Bu haber 16 Haziran 2022 - 15:08 'de eklendi ve 427 kez görüntülendi.

Mersin’in başarılı iş insanlarından Dervişoğlu Bakliyat Yönetim Kurulu Başkanı Sait Dervişoğlu ile keyifli bir röportaj gerçekleştirdik.

İş insanlığının yanı sıra sosyal sorumluluk projeleri ile Mersin’de örnek olan Sait Dervişoğlu yazarlığı ile de adından söz ettirmeye devam ediyor.
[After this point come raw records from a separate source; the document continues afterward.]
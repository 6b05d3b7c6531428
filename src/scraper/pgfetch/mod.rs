//! Page fetch routines. Each submodule knows the signatures of the elements a
//! page type carries and returns them captured, untransformed.

pub mod attendance;
pub mod events;
pub mod home;
pub mod results;
pub mod rider_averages;
pub mod scorecard;
pub mod squad;
pub mod standings;
pub mod teams;

use std::collections::BTreeMap;
use tracing::debug;

use super::extractor::ElementExtractor;
use super::http_client::{Session, response_chunks};
use crate::dom::Element;
use crate::error::{Error, Result};
use crate::models::TagSignature;

/// Signature of the grid table every listing page renders.
pub(crate) fn master_table() -> TagSignature {
    TagSignature::new("table").with_attr("class", "rgMasterTable")
}

/// Fetches `url` once and captures one element per requested label.
///
/// Fails when any requested element is absent from the page.
pub async fn extract_elements<L>(
    session: &dyn Session,
    url: &str,
    targets: &[(L, TagSignature)],
    chunk_size: usize,
) -> Result<BTreeMap<L, Element>>
where
    L: Copy + Ord,
{
    let mut extractor = ElementExtractor::new(targets.iter().map(|(_, sig)| sig.clone()));
    let response = session.get(url).await?;
    response.error_for_status()?;
    let captured = extractor
        .feed_stream(response_chunks(response, chunk_size))
        .await?;

    if !extractor.is_done() {
        let expected = extractor.targets().len();
        let found = expected - extractor.remaining().len();
        return Err(Error::element(format!(
            "Expected {expected} elements, found {found}. (URL: {url})"
        )));
    }
    debug!("{}: captured {} element(s)", url, captured.len());

    let mut out = BTreeMap::new();
    for (label, sig) in targets {
        if let Some(c) = captured.iter().find(|c| &c.signature == sig) {
            out.insert(*label, c.element.clone());
        }
    }
    Ok(out)
}

/// The grid table of a page rendering a single unpaginated listing.
pub(crate) async fn master_table_of(
    session: &dyn Session,
    url: &str,
    chunk_size: usize,
) -> Result<Element> {
    extract_elements(session, url, &[((), master_table())], chunk_size)
        .await?
        .remove(&())
        .ok_or_else(|| Error::element("No element found."))
}

/// Direct child `<table>` of a grid container.
pub(crate) fn child_table(mut container: Element) -> Result<Element> {
    let name = container.name().to_string();
    container
        .take_child_elements()
        .into_iter()
        .find(|e| e.name() == "table")
        .ok_or_else(|| Error::element(format!("<{name}> has no child <table>.")))
}

#[cfg(test)]
mod tests {
    use super::*;
    use crate::scraper::testing::FakeSession;

    #[derive(Debug, Clone, Copy, PartialEq, Eq, PartialOrd, Ord)]
    enum Label {
        A,
        B,
        C,
    }

    fn targets() -> Vec<(Label, TagSignature)> {
        vec![
            (Label::A, TagSignature::new("h3")),
            (Label::B, TagSignature::new("div").with_attr("class", "floatLeft")),
            (Label::C, master_table()),
        ]
    }

    #[tokio::test]
    async fn test_extract_elements_maps_labels() {
        let page = r#"<html><body>
            <table class="rgMasterTable"><tbody><tr><td>1</td></tr></tbody></table>
            <div class="floatLeft"><h2>Team</h2></div>
            <h3>Publik: 812</h3></body></html>"#;
        let session = FakeSession::new().page("u", page).chunk_size(10);
        let out = extract_elements(&session, "u", &targets(), 0).await.unwrap();
        assert_eq!(out.len(), 3);
        assert_eq!(out[&Label::A].first_stripped_text(), "Publik: 812");
        assert_eq!(out[&Label::B].name(), "div");
        assert_eq!(out[&Label::C].name(), "table");
    }

    #[tokio::test]
    async fn test_extract_elements_counts_missing() {
        let page = r#"<div class="floatLeft">x</div><h3>y</h3>"#;
        let session = FakeSession::new().page("u", page);
        let err = extract_elements(&session, "u", &targets(), 0).await.err().unwrap();
        assert!(err.to_string().starts_with("Expected 3 elements, found 2."));
        assert!(err.to_string().contains("URL: u"));
        assert!(err.is_fetch_failure());
    }

    #[test]
    fn test_child_table() {
        let div = Element::parse(r#"<div id="g"><span>x</span><table><tbody></tbody></table></div>"#)
            .unwrap();
        assert_eq!(child_table(div).unwrap().name(), "table");
        let empty = Element::parse(r#"<div id="g"><span>x</span></div>"#).unwrap();
        assert!(child_table(empty).is_err());
    }
}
 ‘Ruhuma Mektuplar’ adlı kitabı ve sosyal sorumluluk projeleri ile alakalı röportaj veren Dervişoğlu “En büyük zevkim yeryüzünün en değerli varlığı olan insanı tanımak ve keşfetmek” diyerek sorularımızı yanıtladı.

RÖPORTAJ / İMREN SARI

– Sait Dervişoğlu kimdir? Bize biraz kendinizden bahseder misiniz?

Sait Dervişoğlu: 1979 yılı Kayseri Develi doğumluyum. Ama iki yaşından beridir Mersindeyiz. Dervişoğlu olarak sanayici bir ailenin üçüncü kuşak temsilcisiyim.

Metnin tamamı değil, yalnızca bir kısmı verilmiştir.